José Manuel de Carvalho Morgado frequentou a Escola Naval entre 1961 e 1965 tendo depois ingressado na Força Aérea Portuguesa como voluntário. Prestou serviço em Moçambique como Alferes Piloto Aviador até 1969 tendo depois entrado para a TAP onde teve um percurso brilhante.
Como não podia deixar de ser também apanhou alguns sustos. Aqui se relata um
deles.
AB5 Nacala - foto de José Louro |
Junho
de 1969.
Em virtude de ter de comparecer à cerimónia do 10 de Junho em Lourenço
Marques (LM), saí de Nacala, Aeródromo Base (AB-5) num T-6 que iria fazer uma
grande revisão nas Oficinas Gerais de Material Aeronáutico (OGMA). A viagem
para sul demorou os habituais dois dias, com os stops para reabastecer e ou
pernoitar em Quelimane, Beira e Inhambane, tendo chegado a Lourenço Marques no
dia 8 ao fim da tarde.
Tudo decorreu normalmente, incluindo a cerimónia do 10 de Junho.
Fiquei a aguardar que as OGMA’s me entregassem o avião ou eventualmente um
outro que estivesse em condições de regressar a Nacala. Fiz vários voos de
ensaio em Do-27 e em T-6 que estavam em grandes revisões.
Entretanto ficaram prontos dois T-6 e o Furriel Piloto Seabra foi nomeado para
seguir a meu asa no regresso a Nacala. Seríamos acompanhados por um segundo
sargento mecânico.
Cumpridas as formalidades habituais saímos da parte militar do aeroporto de
Lourenço Marques e descolámos em direcção a Inhambane onde faríamos a primeira
aterragem para reabastecimento. A viagem decorreu sem problemas ao longo da
magnífica costa moçambicana a altitudes de cerca de 500 pés acima do
terreno.
Ao entrar em contacto com a torre de Inhambane para instruções de aterragem
verifiquei que havia um avião da DETA - Linhas Aéreas de Moçambique em
aproximação ao aeroporto pelo que pedi autorização para uma passagem baixa
sobre a cidade, o que me foi concedido. Mandei o meu asa passar para formação
cerrada e ficar por cima.
Foto de José Vera |
Foi nesta condição que começámos a sobrevoar a
baía interior a muito baixa altitude.
A determinada altura o meu avião
começou a vibrar muito, mandei o asa afastar-se e logo depois deverei ter
perdido uns cinco pés de altitude o que fez com que o hélice batesse na água
e partisse uma ponta o que, como é evidente, agravou a vibração e provocou
perda de velocidade. Voltei para a direita com o objectivo de atingir a costa
mas rapidamente constatei que tal era impossível pelo que optei pela amaragem,
tendo efectuado de imediato todos os procedimentos adequados à situação.
O
avião bateu na água com um estrondo violento e de imediato começou a
afundar-se. Era suposto aguentar-se uns escassos minutos a flutuar mas tal não
sucedeu, tendo o nariz de imediato começado a desaparecer na água. Tentei sair
do cockpit mas fiquei preso pela perna direita num emaranhado entre os cintos
do avião e os do pára-quedas. Optei por deixar-me arrastar com o T6 agora
transformado em submarino e depois, já debaixo de água, reentrei no cockpit e
desapertei a fivela que estava a impedir a minha libertação.

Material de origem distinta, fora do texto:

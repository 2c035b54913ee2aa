//! Structured results handed from the orchestrator to the writers.

use crate::core::{
    AnalysisFinding, AuthorActivity, ComplexityRow, DuplicateGroup, FileTypeRow, IntoFindings,
    PerformanceRow, SecurityFinding,
};
use crate::diff::{AlignmentOp, DiffRow, OpTag};
use crate::errors::{AnalysisFailure, AnalysisResults};
use crate::vcs::{BranchInfo, CommitSummary, RepositoryStatus};
use serde::Serialize;
use std::path::{Path, PathBuf};

/// Side-by-side view of one changed file.
#[derive(Debug, Clone, Serialize)]
pub struct FileDiffView {
    pub old_path: Option<PathBuf>,
    pub new_path: Option<PathBuf>,
    pub ops: Vec<AlignmentOp>,
    pub rows: Vec<DiffRow>,
}

impl FileDiffView {
    pub fn display_path(&self) -> &Path {
        self.new_path
            .as_deref()
            .or(self.old_path.as_deref())
            .unwrap_or_else(|| Path::new("(unknown)"))
    }

    /// Lines added and removed, counting both sides of replaced spans.
    pub fn line_counts(&self) -> (usize, usize) {
        self.ops.iter().fold((0, 0), |(added, removed), op| match op.tag {
            OpTag::Equal => (added, removed),
            OpTag::Insert | OpTag::Delete | OpTag::Replace => {
                (added + op.new.len(), removed + op.old.len())
            }
        })
    }
}

/// Result of one orchestrator operation.
#[derive(Debug, Clone, Serialize)]
#[serde(tag = "report", rename_all = "kebab-case")]
pub enum Report {
    Diff { files: Vec<FileDiffView> },
    Duplicates(AnalysisResults<DuplicateGroup>),
    Complexity(AnalysisResults<ComplexityRow>),
    Performance(AnalysisResults<PerformanceRow>),
    Security(AnalysisResults<SecurityFinding>),
    FileTypes { rows: Vec<FileTypeRow> },
    History { commits: Vec<CommitSummary> },
    Activity { authors: Vec<AuthorActivity> },
    Branches { branches: Vec<BranchInfo> },
    Status(RepositoryStatus),
}

impl Report {
    pub fn title(&self) -> &'static str {
        match self {
            Report::Diff { .. } => "Changes",
            Report::Duplicates(_) => "Duplicate code",
            Report::Complexity(_) => "Code complexity",
            Report::Performance(_) => "Performance heuristics",
            Report::Security(_) => "Security issues",
            Report::FileTypes { .. } => "File types",
            Report::History { .. } => "Recent commits",
            Report::Activity { .. } => "Author activity",
            Report::Branches { .. } => "Branches",
            Report::Status(_) => "Repository status",
        }
    }

    /// Analyzer output in uniform shape. Only the three analyzer reports
    /// produce findings.
    pub fn findings(&self) -> Vec<AnalysisFinding> {
        match self {
            Report::Complexity(results) => collect_findings(&results.successes),
            Report::Performance(results) => collect_findings(&results.successes),
            Report::Security(results) => collect_findings(&results.successes),
            _ => Vec::new(),
        }
    }

    /// Files that could not be processed.
    pub fn failures(&self) -> &[AnalysisFailure] {
        match self {
            Report::Duplicates(results) => &results.failures,
            Report::Complexity(results) => &results.failures,
            Report::Performance(results) => &results.failures,
            Report::Security(results) => &results.failures,
            _ => &[],
        }
    }

    pub fn is_empty(&self) -> bool {
        match self {
            Report::Diff { files } => files.is_empty(),
            Report::Duplicates(results) => results.successes.is_empty(),
            Report::Complexity(results) => results.successes.is_empty(),
            Report::Performance(results) => results.successes.is_empty(),
            Report::Security(results) => results.successes.is_empty(),
            Report::FileTypes { rows } => rows.is_empty(),
            Report::History { commits } => commits.is_empty(),
            Report::Activity { authors } => authors.is_empty(),
            Report::Branches { branches } => branches.is_empty(),
            Report::Status(_) => false,
        }
    }
}

fn collect_findings<T: IntoFindings>(rows: &[T]) -> Vec<AnalysisFinding> {
    rows.iter().flat_map(IntoFindings::findings).collect()
}

#[cfg(test)]
mod tests {
    use super::*;
    use crate::core::Category;
    use crate::diff::opcodes;

    fn lines(items: &[&str]) -> Vec<String> {
        items.iter().map(|s| s.to_string()).collect()
    }

    #[test]
    fn test_line_counts_cover_replace_both_sides() {
        let old = lines(&["a", "b", "c"]);
        let new = lines(&["a", "x", "y", "c", "d"]);
        let view = FileDiffView {
            old_path: Some(PathBuf::from("f")),
            new_path: Some(PathBuf::from("f")),
            ops: opcodes(&old, &new),
            rows: Vec::new(),
        };
        assert_eq!(view.line_counts(), (3, 1));
    }

    #[test]
    fn test_findings_only_for_analyzer_reports() {
        let complexity = Report::Complexity(AnalysisResults::new(
            vec![ComplexityRow {
                file: PathBuf::from("a.py"),
                code_lines: 1,
                functions: 0,
                complexity: 0,
            }],
            vec![],
        ));
        let findings = complexity.findings();
        assert_eq!(findings.len(), 3);
        assert!(findings.iter().all(|f| f.category == Category::Complexity));

        let types = Report::FileTypes { rows: vec![] };
        assert!(types.findings().is_empty());
        assert!(types.is_empty());
        assert!(types.failures().is_empty());
    }

    #[test]
    fn test_status_report_is_never_empty() {
        let report = Report::Status(RepositoryStatus::default());
        assert!(!report.is_empty());
        assert!(report.findings().is_empty());
        assert_eq!(report.title(), "Repository status");
        assert!(Report::History { commits: vec![] }.is_empty());
    }

    #[test]
    fn test_status_json_flattens_fields() {
        let report = Report::Status(RepositoryStatus {
            branch: Some("main".to_string()),
            untracked: vec![PathBuf::from("tmp.txt")],
            ..RepositoryStatus::default()
        });
        let json = serde_json::to_value(&report).unwrap();
        assert_eq!(json["report"], "status");
        assert_eq!(json["branch"], "main");
        assert_eq!(json["untracked"][0], "tmp.txt");
    }

    #[test]
    fn test_report_json_is_tagged() {
        let report = Report::FileTypes {
            rows: vec![FileTypeRow {
                extension: ".py".to_string(),
                count: 1,
                percentage: 100.0,
            }],
        };
        let json = serde_json::to_value(&report).unwrap();
        assert_eq!(json["report"], "file-types");
        assert_eq!(json["rows"][0]["extension"], ".py");
    }
}
// Export modules for library usage
pub mod analyzers;
pub mod cli;
pub mod commands;
pub mod config;
pub mod core;
pub mod diff;
pub mod errors;
pub mod io;
pub mod orchestrator;
pub mod vcs;

// Re-export commonly used types
pub use crate::analyzers::{
    analyze_complexity, analyze_performance, analyze_security, find_duplicates,
};
pub use crate::config::{AnalysisConfig, GitwizardConfig};
pub use crate::core::{
    AnalysisFinding, AuthorActivity, Category, ComplexityRow, DuplicateGroup, FileTypeRow,
    IntoFindings, Occurrence, PerformanceRow, SecurityFinding,
};
pub use crate::diff::{diff, opcodes, AlignmentOp, DiffRow, OpTag};
pub use crate::errors::{AnalysisFailure, AnalysisResults, GitwizardError, OperationType, Result};
pub use crate::io::output::{create_writer, OutputFormat, ReportWriter};
pub use crate::io::FileSet;
pub use crate::orchestrator::{AnalysisOrchestrator, FileDiffView, Report};
pub use crate::vcs::{
    open_repository, BranchInfo, CommitSummary, FileChange, GitRepository, Repository,
    RepositoryStatus, WorkingTree,
};
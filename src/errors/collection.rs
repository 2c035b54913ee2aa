//! Error collection for batch scans.
//!
//! Every file in a scan is processed independently. Instead of stopping at the
//! first unreadable file, the scan records the failure and moves on, so the
//! caller receives BOTH the rows that were produced and the files that failed.

use super::GitwizardError;
use serde::Serialize;
use std::path::PathBuf;

/// Results from a batch scan over a file set.
#[derive(Debug, Clone, Serialize)]
pub struct AnalysisResults<T> {
    pub successes: Vec<T>,
    pub failures: Vec<AnalysisFailure>,
}

impl<T> Default for AnalysisResults<T> {
    fn default() -> Self {
        Self {
            successes: Vec::new(),
            failures: Vec::new(),
        }
    }
}

impl<T> AnalysisResults<T> {
    pub fn new(successes: Vec<T>, failures: Vec<AnalysisFailure>) -> Self {
        Self {
            successes,
            failures,
        }
    }

    pub fn extend_successes(&mut self, items: impl IntoIterator<Item = T>) {
        self.successes.extend(items);
    }

    pub fn push_failure(&mut self, failure: AnalysisFailure) {
        self.failures.push(failure);
    }

    pub fn success_count(&self) -> usize {
        self.successes.len()
    }

    pub fn failure_count(&self) -> usize {
        self.failures.len()
    }

    pub fn is_complete_success(&self) -> bool {
        self.failures.is_empty()
    }
}

/// Information about a file that could not be processed.
#[derive(Debug, Clone, PartialEq, Eq, Serialize)]
pub struct AnalysisFailure {
    pub path: PathBuf,
    pub operation: OperationType,
    pub error: String, // String for Clone, preserves error message
}

impl AnalysisFailure {
    pub fn new(path: impl Into<PathBuf>, operation: OperationType, error: &GitwizardError) -> Self {
        Self {
            path: path.into(),
            operation,
            error: error.to_string(),
        }
    }

    /// Failure while reading a file, classified by the underlying io error.
    pub fn file_read(path: impl Into<PathBuf>, error: &GitwizardError) -> Self {
        let operation = match error {
            GitwizardError::FileRead { source, .. }
                if source.kind() == std::io::ErrorKind::InvalidData =>
            {
                OperationType::FileDecode
            }
            _ => OperationType::FileRead,
        };
        Self::new(path, operation, error)
    }
}

/// Type of operation that failed.
#[derive(Debug, Clone, Copy, PartialEq, Eq, Hash, Serialize)]
#[serde(rename_all = "kebab-case")]
pub enum OperationType {
    FileRead,
    FileDecode,
}

impl OperationType {
    pub fn as_str(&self) -> &'static str {
        match self {
            Self::FileRead => "File read",
            Self::FileDecode => "File decode",
        }
    }
}

#[cfg(test)]
mod tests {
    use super::*;
    use std::io;

    #[test]
    fn test_analysis_results_counts() {
        let results = AnalysisResults {
            successes: vec![1, 2, 3],
            failures: vec![],
        };

        assert_eq!(results.success_count(), 3);
        assert_eq!(results.failure_count(), 0);
        assert!(results.is_complete_success());
    }

    #[test]
    fn test_analysis_results_with_failures() {
        let denied = GitwizardError::file_read(
            "a.py",
            io::Error::new(io::ErrorKind::PermissionDenied, "Permission denied"),
        );
        let mut results = AnalysisResults::default();
        results.extend_successes([1]);
        results.push_failure(AnalysisFailure::file_read("a.py", &denied));

        assert_eq!(results.success_count(), 1);
        assert_eq!(results.failure_count(), 1);
        assert!(!results.is_complete_success());
        assert_eq!(results.failures[0].operation, OperationType::FileRead);
        assert!(results.failures[0].error.contains("Permission denied"));
    }

    #[test]
    fn test_invalid_utf8_is_classified_as_decode_failure() {
        let err = GitwizardError::file_read(
            "bin.c",
            io::Error::new(io::ErrorKind::InvalidData, "stream did not contain valid UTF-8"),
        );
        let failure = AnalysisFailure::file_read("bin.c", &err);
        assert_eq!(failure.operation, OperationType::FileDecode);
        assert_eq!(failure.operation.as_str(), "File decode");
    }

    #[test]
    fn test_operation_type_serializes_kebab_case() {
        let json = serde_json::to_value(OperationType::FileDecode).unwrap();
        assert_eq!(json, "file-decode");
    }
}
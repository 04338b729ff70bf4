/// 指示灯抽象，与驱动它的引脚和极性无关
pub trait Led {
    fn on(&mut self);
    fn off(&mut self);
    fn toggle(&mut self);
    fn is_on(&mut self) -> bool;
}
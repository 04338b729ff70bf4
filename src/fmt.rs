//! Logging shims.
//!
//! Library code logs through these macros so it can be built and unit tested
//! on the host, where no `defmt` global logger exists. With the `defmt`
//! feature on they forward straight to `defmt`.
#![macro_use]
#![allow(unused_macros)]

macro_rules! trace {
    ($s:literal $(, $x:expr)* $(,)?) => {
        {
            #[cfg(feature = "defmt")]
            ::defmt::trace!($s $(, $x)*);
            #[cfg(not(feature = "defmt"))]
            let _ = ($( & $x ),*);
        }
    };
}

macro_rules! debug {
    ($s:literal $(, $x:expr)* $(,)?) => {
        {
            #[cfg(feature = "defmt")]
            ::defmt::debug!($s $(, $x)*);
            #[cfg(not(feature = "defmt"))]
            let _ = ($( & $x ),*);
        }
    };
}

macro_rules! info {
    ($s:literal $(, $x:expr)* $(,)?) => {
        {
            #[cfg(feature = "defmt")]
            ::defmt::info!($s $(, $x)*);
            #[cfg(not(feature = "defmt"))]
            let _ = ($( & $x ),*);
        }
    };
}

macro_rules! warn {
    ($s:literal $(, $x:expr)* $(,)?) => {
        {
            #[cfg(feature = "defmt")]
            ::defmt::warn!($s $(, $x)*);
            #[cfg(not(feature = "defmt"))]
            let _ = ($( & $x ),*);
        }
    };
}

macro_rules! error {
    ($s:literal $(, $x:expr)* $(,)?) => {
        {
            #[cfg(feature = "defmt")]
            ::defmt::error!($s $(, $x)*);
            #[cfg(not(feature = "defmt"))]
            let _ = ($( & $x ),*);
        }
    };
}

Entretanto o meu asa, Furriel Seabra, que desconhecia os meus problemas,
continuou a sobrevoar a zona até que para sua grande surpresa me viu chegar à
superfície. Alguns minutos depois apareceu uma embarcação de pescadores que
me retirou da água e rumou para Inhambane, de onde já tinham saído outros
barcos pois nesse dia havia um festival náutico e algumas pessoas presenciaram
a amaragem.
Notas sobre o incidente:
O silêncio que se seguiu ao impacto foi verdadeiramente assustador e durante
muitos anos vivi com ele na memória.
Como mandam as normas, quando saí do avião desfiz-me de todo o equipamento
que pudesse prejudicar a minha flutuabilidade mas quando chegou a vez dos
sapatos decidi mantê-los nos pés porque achei que mais tarde iriam fazer-me
falta. Mantive também o capacete, pois havia falta deles na nossa Base. Ideias
peregrinas e completamente erradas que só podem encontrar explicação na
situação particularmente "stressante" em que me encontrava.
Duas notas finais:
Segundo o Jornal de Notícias, passados três dias sobre o incidente um pescador
caiu à água no local aproximado da amaragem e foi devorado por um tubarão.
O avião foi retirado da água alguns meses depois relativamente intacto. Viria
a servir de base a um monumento às Forças Armadas Portuguesas em Moçambique.